Although I have friends and former students who have either visited or lived in Okinawa, I can't say that I know all that much about Japan's southernmost prefecture even with its distinctive culture including its nomenclature. I've had my fine samples of Okinawan delicacies through sweets such as chinsuko and the more savory dishes including goya champuru in Tokyo restaurants that specialized in the cuisine, and have gotten that image of the province as a popular island resort as well as a political hot potato in terms of the American military bases stationed there. Still, I've yet to actually visit Okinawa in person.
This past week's "Uta Con"(うたコン)contributed much of its time to the traditional and poppier music of Okinawa in recognition of the 50th anniversary, but for this first article today, I will be going with a song that didn't appear on the episode but it is a tune by a band that I'd always wanted to write about since encountering them through the pages of "Nippon Pop".
Nēnēs(ネーネーズ)is an Okinawan folk music group that was first formed by famed musician Sadao China(知名定男)in 1990. The name means "sisters" in Okinawan and the lineup has changed periodically over the decades so according to J-Wiki, they've been in their 6th incarnation since 2019. Although a couple of albums had already been released by Nēnēs by that time, in August 1993, the group released their very first single, "Bye-Bye Okinawa", a gently uptempo and cheerfully-delivered song that even has a bit of that American country twang and even some 70s guitar funk embedded in the Okinawan melody.

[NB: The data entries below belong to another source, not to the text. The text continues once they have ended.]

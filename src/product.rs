// SPDX-License-Identifier: AGPL-3.0-or-later
//
// Copyright (C) 2025 Daniel Negri
//
// This program is free software: you can redistribute it and/or modify
// it under the terms of the GNU Affero General Public License as published by
// the Free Software Foundation, either version 3 of the License, or
// (at your option) any later version.
//
// This program is distributed in the hope that it will be useful,
// but WITHOUT ANY WARRANTY; without even the implied warranty of
// MERCHANTABILITY or FITNESS FOR A PARTICULAR PURPOSE. See the
// GNU Affero General Public License for more details.
//
// You should have received a copy of the GNU Affero General Public License
// along with this program. If not, see <https://www.gnu.org/licenses/>.

//! Product entities and the per-product stock primitive.
//!
//! # Example
//!
//! ```
//! use rust_decimal_macros::dec;
//! use storefront_rs::{Product, ProductId};
//!
//! let product = Product::new(ProductId(1), "Widget", dec!(9.99), 10).unwrap();
//! assert_eq!(product.stock(), 10);
//! ```

use crate::StoreError;
use crate::base::ProductId;
use parking_lot::{Mutex, MutexGuard};
use rust_decimal::Decimal;
use serde::ser::{Serialize, SerializeStruct, Serializer};

#[derive(Debug)]
pub(crate) struct ProductData {
    pub(crate) id: ProductId,
    pub(crate) name: String,
    pub(crate) price: Decimal,
    /// Available stock. Unsigned, so a negative count is unrepresentable;
    /// `reserve` still checks availability before decrementing.
    pub(crate) stock: u32,
}

impl ProductData {
    fn new(id: ProductId, name: String, price: Decimal, stock: u32) -> Self {
        Self {
            id,
            name,
            price,
            stock,
        }
    }

    fn assert_invariants(&self) {
        debug_assert!(
            self.price >= Decimal::ZERO,
            "Invariant violated: price went negative: {}",
            self.price
        );
    }

    /// Conditional decrement: the availability check and the write are one
    /// step under the product's lock.
    pub(crate) fn reserve(&mut self, quantity: u32) -> Result<(), StoreError> {
        if quantity == 0 {
            return Err(StoreError::InvalidQuantity);
        }
        if self.stock < quantity {
            return Err(StoreError::InsufficientStock {
                product_id: self.id,
                requested: quantity,
                available: self.stock,
            });
        }
        self.stock -= quantity;
        self.assert_invariants();
        Ok(())
    }

    /// Returns previously reserved stock. Commutes with `reserve`.
    pub(crate) fn release(&mut self, quantity: u32) {
        self.stock += quantity;
        self.assert_invariants();
    }

    pub(crate) fn set_price(&mut self, price: Decimal) -> Result<(), StoreError> {
        if price < Decimal::ZERO {
            return Err(StoreError::InvalidPrice);
        }
        self.price = price;
        self.assert_invariants();
        Ok(())
    }
}

/// Catalog product with an authoritative stock count.
///
/// All stock mutation goes through [`reserve`](crate::Inventory::reserve) /
/// [`release`](crate::Inventory::release) on the owning ledger; there is no
/// read-modify-write path for callers.
#[derive(Debug)]
pub struct Product {
    inner: Mutex<ProductData>,
}

impl Product {
    pub(crate) const PRICE_PRECISION: u32 = 2;

    pub fn new(
        id: ProductId,
        name: impl Into<String>,
        price: Decimal,
        stock: u32,
    ) -> Result<Self, StoreError> {
        if price < Decimal::ZERO {
            return Err(StoreError::InvalidPrice);
        }
        Ok(Self {
            inner: Mutex::new(ProductData::new(id, name.into(), price, stock)),
        })
    }

    pub fn id(&self) -> ProductId {
        self.inner.lock().id
    }

    pub fn name(&self) -> String {
        self.inner.lock().name.clone()
    }

    pub fn price(&self) -> Decimal {
        self.inner.lock().price
    }

    /// Currently available stock. Stale the moment the lock is dropped;
    /// decisions belong in `reserve`, not here.
    pub fn stock(&self) -> u32 {
        self.inner.lock().stock
    }

    pub(crate) fn data(&self) -> MutexGuard<'_, ProductData> {
        self.inner.lock()
    }
}

impl Serialize for Product {
    fn serialize<S>(&self, serializer: S) -> Result<S::Ok, S::Error>
    where
        S: Serializer,
    {
        let data = self.inner.lock();
        let mut state = serializer.serialize_struct("Product", 4)?;
        state.serialize_field("id", &data.id)?;
        state.serialize_field("name", &data.name)?;
        state.serialize_field("price", &data.price.round_dp(Product::PRICE_PRECISION))?;
        state.serialize_field("stock", &data.stock)?;
        state.end()
    }
}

I also discovered that "Bye-Bye Okinawa" had been a cover of the original song created and recorded by China for his 1978 debut album "Akabana"(赤花...Red Flowers). With a vocal delivery reminiscent of a slightly smoother-sounding Haruomi Hosono(細野晴臣), the original version has included some reggae elements in its arrangement, and for me at least, it has that really welcoming tropical feeling. According to China himself, he wanted to send a message to the young people at the time to not forget about Okinawa even though by the time of the album's release, the prefecture had been part of Japan again for some years. The lyrics themselves speak on a person going over his experiences in Okinawa during a vacation before heading back to the mainland.